(The task) Quote the listing below word for word, stopping after the line that contains "serialize the result".

(Extracted records)
________________________
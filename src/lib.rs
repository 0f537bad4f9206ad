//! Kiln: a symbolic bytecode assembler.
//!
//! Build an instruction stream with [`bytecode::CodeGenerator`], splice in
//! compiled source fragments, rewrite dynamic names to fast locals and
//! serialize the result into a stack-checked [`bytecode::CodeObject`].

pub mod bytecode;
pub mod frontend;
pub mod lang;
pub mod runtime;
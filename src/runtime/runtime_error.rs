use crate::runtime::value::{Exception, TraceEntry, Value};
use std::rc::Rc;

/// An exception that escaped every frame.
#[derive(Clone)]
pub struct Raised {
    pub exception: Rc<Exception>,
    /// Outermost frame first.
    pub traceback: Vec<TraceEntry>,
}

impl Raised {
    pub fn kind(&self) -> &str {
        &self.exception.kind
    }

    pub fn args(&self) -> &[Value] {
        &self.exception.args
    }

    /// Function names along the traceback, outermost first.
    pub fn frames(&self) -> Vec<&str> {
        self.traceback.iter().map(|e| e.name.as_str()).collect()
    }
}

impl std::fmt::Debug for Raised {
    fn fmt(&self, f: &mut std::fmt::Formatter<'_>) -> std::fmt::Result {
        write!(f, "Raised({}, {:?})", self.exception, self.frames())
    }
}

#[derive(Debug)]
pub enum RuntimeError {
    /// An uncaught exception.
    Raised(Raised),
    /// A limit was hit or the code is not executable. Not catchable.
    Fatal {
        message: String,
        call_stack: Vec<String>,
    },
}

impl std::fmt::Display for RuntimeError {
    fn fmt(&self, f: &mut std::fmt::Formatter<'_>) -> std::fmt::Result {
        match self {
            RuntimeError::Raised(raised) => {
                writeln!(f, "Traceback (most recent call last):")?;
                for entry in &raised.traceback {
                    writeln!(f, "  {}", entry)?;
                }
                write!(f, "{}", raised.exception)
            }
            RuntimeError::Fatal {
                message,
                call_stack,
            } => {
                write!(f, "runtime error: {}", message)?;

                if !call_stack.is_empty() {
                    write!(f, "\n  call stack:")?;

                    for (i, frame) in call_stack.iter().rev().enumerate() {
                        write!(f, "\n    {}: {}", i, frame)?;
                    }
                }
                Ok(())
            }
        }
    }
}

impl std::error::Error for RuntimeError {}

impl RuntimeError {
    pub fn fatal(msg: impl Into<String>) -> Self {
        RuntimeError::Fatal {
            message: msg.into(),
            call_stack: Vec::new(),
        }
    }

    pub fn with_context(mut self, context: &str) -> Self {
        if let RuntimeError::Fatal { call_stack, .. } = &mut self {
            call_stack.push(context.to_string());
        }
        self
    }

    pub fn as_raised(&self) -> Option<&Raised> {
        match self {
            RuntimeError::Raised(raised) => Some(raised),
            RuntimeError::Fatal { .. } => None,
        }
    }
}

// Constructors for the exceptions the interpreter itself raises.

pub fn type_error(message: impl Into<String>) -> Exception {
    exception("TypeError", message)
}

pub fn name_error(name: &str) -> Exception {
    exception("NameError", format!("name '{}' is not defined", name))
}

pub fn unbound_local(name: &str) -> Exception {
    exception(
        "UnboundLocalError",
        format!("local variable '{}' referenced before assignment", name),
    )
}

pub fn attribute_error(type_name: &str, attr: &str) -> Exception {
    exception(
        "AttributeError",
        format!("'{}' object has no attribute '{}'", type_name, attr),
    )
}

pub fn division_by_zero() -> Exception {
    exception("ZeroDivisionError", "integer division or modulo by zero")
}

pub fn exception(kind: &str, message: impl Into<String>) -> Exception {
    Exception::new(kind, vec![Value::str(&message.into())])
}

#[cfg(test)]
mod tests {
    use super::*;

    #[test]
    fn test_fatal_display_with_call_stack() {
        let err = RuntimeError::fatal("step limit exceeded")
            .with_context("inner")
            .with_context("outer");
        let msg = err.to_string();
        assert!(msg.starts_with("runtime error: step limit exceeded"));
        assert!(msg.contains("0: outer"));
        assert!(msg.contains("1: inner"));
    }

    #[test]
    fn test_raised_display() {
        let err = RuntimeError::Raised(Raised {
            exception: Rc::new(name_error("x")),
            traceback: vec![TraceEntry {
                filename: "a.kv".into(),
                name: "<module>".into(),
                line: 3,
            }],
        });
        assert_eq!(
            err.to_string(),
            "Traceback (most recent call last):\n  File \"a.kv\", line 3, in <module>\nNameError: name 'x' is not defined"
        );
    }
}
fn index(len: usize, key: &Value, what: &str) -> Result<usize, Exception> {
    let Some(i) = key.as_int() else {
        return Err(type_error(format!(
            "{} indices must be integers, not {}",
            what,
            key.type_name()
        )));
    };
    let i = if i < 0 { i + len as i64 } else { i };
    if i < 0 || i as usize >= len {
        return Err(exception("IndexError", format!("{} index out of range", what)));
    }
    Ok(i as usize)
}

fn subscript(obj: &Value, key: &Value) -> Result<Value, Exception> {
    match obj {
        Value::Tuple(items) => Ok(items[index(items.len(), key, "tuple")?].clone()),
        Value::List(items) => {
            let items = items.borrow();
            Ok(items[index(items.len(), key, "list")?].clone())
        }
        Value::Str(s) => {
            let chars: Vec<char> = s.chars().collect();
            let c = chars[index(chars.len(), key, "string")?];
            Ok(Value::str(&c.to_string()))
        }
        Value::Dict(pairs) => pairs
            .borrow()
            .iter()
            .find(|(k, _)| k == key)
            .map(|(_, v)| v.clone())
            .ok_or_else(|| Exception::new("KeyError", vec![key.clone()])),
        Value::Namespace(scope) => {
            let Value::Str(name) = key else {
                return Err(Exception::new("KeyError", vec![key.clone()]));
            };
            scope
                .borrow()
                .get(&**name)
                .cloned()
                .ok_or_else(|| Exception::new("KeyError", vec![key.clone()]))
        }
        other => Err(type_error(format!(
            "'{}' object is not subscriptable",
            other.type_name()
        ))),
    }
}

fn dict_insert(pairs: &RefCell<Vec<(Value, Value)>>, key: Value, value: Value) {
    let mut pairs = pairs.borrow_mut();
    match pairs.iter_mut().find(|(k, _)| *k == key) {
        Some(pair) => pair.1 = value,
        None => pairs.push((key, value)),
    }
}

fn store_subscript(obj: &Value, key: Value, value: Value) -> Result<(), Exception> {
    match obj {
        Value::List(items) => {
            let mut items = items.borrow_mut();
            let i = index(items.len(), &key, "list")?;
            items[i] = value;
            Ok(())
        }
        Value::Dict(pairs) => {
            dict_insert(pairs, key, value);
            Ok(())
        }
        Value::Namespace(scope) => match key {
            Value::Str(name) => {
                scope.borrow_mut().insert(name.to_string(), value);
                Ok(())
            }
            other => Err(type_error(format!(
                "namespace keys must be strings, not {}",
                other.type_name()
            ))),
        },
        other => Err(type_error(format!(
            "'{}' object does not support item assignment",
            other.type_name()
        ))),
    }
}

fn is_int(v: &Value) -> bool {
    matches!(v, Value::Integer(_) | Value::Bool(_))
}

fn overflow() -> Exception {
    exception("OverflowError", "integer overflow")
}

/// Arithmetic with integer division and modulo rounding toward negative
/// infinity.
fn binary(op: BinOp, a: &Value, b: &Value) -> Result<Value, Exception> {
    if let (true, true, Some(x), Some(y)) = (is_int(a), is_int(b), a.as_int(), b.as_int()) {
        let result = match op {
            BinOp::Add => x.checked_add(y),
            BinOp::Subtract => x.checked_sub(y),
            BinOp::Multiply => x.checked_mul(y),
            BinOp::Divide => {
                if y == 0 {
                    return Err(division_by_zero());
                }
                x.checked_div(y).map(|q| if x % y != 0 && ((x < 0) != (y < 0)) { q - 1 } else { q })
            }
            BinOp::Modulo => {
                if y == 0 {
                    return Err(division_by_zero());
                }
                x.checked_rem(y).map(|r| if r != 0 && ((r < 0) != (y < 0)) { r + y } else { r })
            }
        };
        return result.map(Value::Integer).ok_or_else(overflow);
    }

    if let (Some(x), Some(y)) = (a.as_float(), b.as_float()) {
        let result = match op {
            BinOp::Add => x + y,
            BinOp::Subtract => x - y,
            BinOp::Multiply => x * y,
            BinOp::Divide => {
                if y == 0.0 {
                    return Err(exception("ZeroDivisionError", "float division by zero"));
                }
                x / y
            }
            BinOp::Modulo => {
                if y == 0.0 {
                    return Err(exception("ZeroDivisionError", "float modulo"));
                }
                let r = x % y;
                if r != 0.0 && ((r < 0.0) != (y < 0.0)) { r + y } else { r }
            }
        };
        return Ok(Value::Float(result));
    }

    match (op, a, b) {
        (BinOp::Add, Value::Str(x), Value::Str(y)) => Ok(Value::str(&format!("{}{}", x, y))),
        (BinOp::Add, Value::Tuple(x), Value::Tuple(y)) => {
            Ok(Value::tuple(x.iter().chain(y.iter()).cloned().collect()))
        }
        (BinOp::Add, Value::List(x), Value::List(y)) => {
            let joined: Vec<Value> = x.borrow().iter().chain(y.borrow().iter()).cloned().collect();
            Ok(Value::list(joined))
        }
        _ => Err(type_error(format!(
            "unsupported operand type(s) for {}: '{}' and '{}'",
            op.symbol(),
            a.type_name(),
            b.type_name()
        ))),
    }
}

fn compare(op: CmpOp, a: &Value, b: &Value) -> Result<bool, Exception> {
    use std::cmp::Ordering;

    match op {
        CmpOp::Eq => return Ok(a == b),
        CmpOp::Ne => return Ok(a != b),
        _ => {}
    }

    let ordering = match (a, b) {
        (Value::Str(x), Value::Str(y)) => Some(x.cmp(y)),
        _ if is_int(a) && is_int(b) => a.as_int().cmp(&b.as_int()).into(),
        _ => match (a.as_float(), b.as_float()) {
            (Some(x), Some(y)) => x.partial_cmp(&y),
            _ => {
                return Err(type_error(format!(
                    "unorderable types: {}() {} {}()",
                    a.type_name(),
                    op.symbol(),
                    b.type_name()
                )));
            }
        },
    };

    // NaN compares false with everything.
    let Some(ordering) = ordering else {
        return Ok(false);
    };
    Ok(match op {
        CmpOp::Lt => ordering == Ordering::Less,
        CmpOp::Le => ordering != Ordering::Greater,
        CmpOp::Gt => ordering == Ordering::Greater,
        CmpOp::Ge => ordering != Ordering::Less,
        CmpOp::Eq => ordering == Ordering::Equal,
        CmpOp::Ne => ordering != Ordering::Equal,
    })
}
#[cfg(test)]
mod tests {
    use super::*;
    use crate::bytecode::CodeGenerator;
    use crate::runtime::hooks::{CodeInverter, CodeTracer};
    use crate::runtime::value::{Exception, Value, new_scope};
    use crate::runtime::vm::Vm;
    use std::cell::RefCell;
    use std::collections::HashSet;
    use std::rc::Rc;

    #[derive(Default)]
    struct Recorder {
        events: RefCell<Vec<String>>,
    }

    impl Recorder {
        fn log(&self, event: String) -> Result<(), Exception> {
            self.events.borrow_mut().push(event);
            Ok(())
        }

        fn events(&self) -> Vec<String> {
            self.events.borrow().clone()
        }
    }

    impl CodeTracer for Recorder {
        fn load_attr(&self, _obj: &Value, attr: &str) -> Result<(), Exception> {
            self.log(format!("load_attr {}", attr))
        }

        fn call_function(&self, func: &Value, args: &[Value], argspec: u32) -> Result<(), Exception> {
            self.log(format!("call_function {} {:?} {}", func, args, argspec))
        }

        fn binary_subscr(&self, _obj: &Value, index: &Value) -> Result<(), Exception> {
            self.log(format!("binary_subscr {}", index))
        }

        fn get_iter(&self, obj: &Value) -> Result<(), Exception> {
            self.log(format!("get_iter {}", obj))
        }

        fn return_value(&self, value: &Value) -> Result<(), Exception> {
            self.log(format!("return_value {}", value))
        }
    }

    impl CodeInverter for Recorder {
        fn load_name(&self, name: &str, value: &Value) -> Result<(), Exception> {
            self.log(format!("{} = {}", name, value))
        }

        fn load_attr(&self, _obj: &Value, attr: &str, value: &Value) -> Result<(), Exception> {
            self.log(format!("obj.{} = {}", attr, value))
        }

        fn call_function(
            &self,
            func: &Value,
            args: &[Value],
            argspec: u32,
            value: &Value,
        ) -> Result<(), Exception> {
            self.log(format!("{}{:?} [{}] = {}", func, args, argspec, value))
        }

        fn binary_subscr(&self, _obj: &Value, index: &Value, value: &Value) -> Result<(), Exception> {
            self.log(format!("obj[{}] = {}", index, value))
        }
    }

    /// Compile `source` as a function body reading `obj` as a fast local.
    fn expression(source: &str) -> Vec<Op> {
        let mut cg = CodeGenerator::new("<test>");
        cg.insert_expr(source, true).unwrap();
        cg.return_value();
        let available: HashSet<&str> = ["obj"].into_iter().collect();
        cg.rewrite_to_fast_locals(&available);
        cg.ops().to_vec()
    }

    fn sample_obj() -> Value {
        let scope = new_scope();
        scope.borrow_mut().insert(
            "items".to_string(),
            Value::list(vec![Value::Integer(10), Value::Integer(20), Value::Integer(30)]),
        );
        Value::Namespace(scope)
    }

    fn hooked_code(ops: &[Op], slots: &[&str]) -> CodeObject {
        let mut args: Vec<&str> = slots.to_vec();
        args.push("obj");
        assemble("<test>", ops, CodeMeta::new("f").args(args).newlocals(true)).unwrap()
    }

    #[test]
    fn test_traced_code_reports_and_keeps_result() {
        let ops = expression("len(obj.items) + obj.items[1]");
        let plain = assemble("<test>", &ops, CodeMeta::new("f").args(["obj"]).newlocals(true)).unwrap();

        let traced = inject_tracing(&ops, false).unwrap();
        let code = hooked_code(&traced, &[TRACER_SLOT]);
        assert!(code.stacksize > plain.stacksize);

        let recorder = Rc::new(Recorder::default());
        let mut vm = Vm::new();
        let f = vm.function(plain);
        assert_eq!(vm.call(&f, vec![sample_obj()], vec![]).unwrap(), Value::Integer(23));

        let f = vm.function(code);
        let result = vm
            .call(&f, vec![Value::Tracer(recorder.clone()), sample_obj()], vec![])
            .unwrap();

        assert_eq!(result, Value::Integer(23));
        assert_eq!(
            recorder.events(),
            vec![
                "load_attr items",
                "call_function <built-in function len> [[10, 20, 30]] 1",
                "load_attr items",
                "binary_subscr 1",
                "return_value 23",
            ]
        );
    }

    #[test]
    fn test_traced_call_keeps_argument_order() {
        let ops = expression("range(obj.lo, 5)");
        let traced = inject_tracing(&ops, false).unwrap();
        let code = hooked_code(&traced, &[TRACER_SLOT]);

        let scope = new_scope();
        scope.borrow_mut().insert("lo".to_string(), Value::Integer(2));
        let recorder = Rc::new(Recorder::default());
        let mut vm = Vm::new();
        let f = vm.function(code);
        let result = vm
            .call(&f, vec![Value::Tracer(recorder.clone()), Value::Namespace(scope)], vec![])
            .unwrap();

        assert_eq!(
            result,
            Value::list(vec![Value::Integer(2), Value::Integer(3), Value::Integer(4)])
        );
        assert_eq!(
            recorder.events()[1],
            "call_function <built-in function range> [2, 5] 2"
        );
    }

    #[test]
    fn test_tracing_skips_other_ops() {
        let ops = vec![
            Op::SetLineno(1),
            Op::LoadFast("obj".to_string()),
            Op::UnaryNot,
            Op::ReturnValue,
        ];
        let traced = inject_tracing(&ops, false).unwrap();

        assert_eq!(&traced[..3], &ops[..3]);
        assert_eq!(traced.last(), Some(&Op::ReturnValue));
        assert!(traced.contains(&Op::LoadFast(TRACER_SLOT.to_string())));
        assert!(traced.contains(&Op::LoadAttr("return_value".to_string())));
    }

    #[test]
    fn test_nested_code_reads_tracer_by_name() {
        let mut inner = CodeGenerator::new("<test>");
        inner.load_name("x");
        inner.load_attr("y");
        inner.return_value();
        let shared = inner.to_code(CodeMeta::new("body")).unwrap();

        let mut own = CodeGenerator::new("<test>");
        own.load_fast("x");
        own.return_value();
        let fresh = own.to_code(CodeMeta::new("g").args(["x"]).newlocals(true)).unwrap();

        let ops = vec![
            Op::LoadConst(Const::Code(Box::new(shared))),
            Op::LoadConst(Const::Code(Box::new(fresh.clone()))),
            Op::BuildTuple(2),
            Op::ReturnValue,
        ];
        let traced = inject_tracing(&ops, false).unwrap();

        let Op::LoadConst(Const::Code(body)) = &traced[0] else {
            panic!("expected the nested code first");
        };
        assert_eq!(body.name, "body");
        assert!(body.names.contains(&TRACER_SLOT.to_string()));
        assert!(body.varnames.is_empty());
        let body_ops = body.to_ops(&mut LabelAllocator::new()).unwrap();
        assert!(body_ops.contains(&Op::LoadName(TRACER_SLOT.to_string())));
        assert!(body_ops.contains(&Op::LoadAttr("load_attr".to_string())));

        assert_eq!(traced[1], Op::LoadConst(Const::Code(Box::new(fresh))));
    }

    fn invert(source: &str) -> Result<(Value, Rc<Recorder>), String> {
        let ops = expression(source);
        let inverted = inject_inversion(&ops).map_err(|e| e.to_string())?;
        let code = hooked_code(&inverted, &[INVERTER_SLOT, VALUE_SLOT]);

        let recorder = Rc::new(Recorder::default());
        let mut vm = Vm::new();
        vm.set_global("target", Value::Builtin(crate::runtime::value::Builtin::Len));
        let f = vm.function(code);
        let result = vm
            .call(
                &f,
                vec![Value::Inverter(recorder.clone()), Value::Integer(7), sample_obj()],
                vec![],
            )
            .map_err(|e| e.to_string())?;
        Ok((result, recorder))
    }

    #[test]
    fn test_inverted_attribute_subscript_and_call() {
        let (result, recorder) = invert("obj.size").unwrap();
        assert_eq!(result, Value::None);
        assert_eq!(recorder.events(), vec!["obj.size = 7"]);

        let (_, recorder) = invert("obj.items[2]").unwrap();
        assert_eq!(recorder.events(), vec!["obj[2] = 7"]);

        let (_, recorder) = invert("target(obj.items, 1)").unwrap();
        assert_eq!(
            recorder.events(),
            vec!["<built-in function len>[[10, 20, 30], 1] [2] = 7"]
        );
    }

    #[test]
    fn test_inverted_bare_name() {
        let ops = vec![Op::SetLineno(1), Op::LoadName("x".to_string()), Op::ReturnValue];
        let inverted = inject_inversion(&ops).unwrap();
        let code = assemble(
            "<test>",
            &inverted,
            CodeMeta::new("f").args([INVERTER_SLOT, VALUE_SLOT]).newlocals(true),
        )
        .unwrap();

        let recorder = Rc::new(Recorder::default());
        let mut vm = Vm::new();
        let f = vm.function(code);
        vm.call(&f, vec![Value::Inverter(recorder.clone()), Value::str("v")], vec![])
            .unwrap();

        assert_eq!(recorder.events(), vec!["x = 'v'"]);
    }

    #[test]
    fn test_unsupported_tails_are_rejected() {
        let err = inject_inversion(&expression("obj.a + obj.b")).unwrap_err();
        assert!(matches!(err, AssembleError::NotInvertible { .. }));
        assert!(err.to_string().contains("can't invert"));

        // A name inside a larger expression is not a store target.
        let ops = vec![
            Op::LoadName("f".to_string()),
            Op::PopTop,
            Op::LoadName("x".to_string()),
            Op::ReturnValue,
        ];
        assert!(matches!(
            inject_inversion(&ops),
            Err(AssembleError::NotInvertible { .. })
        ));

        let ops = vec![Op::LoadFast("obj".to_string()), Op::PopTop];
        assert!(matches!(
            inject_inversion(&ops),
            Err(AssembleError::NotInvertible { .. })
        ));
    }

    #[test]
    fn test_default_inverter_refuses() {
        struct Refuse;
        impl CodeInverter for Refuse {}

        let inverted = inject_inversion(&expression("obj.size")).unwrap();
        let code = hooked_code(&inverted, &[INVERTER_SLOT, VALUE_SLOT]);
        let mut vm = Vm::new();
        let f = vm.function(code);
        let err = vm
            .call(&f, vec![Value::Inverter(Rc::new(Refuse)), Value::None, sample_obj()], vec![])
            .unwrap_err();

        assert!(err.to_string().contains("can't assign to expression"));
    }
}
________________________
(Written response)
filename src/lib.rs
repository 0f537bad4f9206ad
//! Kiln: a symbolic bytecode assembler.
//!
//! Build an instruction stream with [`bytecode::CodeGenerator`], splice in
//! compiled source fragments, rewrite dynamic names to fast locals and
//! serialize the result into a stack-checked [`bytecode::CodeObject`].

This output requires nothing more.